## What to produce:
Return all lines of the records that contain the word "effort".

------ Data to process

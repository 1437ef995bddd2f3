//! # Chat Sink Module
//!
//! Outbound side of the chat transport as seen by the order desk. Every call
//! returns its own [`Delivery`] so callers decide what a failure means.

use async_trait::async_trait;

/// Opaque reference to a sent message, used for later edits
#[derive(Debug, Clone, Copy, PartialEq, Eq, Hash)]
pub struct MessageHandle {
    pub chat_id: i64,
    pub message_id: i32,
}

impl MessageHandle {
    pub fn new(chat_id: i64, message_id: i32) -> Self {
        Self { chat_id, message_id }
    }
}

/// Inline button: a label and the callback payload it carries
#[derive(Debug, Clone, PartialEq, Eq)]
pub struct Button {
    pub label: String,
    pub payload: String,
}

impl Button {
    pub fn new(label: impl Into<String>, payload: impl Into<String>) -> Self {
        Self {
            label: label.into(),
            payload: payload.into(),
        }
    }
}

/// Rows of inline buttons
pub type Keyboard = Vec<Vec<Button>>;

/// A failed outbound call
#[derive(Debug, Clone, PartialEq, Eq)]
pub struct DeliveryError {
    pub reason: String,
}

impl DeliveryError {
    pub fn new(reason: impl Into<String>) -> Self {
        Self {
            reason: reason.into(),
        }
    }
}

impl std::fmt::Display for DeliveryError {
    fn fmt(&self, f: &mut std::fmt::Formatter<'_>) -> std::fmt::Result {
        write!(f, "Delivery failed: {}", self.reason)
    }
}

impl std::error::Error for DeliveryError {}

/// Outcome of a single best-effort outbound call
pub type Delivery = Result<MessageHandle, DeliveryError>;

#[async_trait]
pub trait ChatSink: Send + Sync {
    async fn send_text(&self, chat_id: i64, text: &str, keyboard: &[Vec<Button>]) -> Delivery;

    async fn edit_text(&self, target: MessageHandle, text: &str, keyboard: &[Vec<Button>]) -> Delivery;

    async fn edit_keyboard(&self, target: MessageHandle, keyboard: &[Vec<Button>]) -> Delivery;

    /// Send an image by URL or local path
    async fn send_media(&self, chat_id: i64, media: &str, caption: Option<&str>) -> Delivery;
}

------------
------ Data to process

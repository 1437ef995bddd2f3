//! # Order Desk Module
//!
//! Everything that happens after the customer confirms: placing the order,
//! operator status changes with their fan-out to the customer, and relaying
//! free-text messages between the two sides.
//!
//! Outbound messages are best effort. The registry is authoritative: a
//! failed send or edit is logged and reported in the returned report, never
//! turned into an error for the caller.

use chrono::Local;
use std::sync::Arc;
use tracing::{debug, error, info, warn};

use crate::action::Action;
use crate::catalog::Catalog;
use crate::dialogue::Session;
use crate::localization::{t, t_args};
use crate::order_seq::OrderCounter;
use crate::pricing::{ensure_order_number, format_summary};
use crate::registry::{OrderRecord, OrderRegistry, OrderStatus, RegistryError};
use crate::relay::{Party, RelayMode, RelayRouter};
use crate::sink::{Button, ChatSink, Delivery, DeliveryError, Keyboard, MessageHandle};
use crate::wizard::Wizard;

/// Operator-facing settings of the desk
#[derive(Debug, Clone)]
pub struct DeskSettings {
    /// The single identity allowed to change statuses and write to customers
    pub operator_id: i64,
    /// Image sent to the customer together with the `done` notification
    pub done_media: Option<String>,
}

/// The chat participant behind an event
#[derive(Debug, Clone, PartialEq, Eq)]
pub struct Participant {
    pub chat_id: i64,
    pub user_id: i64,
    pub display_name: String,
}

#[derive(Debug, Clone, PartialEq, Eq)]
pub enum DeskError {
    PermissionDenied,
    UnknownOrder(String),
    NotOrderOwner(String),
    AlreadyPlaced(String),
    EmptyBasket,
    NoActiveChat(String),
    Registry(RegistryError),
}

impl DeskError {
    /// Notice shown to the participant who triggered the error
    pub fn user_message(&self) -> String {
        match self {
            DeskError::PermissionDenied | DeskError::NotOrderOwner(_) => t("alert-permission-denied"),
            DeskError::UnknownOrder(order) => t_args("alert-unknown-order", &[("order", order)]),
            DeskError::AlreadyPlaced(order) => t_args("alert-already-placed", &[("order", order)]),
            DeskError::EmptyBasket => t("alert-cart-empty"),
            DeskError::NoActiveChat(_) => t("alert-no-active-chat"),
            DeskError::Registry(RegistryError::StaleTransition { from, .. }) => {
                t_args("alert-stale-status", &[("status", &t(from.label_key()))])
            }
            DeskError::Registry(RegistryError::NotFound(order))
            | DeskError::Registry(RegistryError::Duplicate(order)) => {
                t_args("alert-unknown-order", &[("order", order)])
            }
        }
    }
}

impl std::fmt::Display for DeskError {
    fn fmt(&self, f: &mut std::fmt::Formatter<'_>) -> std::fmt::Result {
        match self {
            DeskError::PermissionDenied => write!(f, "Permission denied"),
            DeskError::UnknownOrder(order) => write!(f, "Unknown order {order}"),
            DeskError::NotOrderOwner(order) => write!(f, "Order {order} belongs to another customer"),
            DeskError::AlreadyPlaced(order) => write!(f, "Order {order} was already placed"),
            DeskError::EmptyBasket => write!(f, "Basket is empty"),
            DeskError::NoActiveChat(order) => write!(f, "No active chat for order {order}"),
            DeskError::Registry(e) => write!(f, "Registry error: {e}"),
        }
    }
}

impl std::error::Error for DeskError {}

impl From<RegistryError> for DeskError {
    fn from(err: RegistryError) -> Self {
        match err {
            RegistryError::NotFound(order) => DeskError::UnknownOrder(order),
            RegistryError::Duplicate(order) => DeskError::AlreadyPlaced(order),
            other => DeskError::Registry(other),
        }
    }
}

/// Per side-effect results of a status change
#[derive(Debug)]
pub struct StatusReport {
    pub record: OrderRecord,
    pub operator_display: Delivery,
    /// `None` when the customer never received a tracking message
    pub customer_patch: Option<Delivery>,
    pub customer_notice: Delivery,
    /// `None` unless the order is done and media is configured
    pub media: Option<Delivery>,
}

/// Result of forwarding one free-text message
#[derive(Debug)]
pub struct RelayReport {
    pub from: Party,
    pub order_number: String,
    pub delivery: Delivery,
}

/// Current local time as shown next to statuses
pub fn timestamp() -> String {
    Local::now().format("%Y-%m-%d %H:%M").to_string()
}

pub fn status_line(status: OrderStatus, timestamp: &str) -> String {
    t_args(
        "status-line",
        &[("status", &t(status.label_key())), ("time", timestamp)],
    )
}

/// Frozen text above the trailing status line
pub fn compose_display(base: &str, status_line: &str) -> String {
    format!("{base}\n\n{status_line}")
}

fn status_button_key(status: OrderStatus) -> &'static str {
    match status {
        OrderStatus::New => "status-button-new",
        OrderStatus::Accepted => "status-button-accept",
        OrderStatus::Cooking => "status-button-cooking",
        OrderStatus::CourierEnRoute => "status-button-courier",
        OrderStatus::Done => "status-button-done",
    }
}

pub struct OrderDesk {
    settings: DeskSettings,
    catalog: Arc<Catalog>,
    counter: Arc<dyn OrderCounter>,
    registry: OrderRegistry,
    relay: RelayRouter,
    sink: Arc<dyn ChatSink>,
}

------------

## Written answer:
/// Outcome of a single best-effort outbound call
//! Outbound messages are best effort. The registry is authoritative: a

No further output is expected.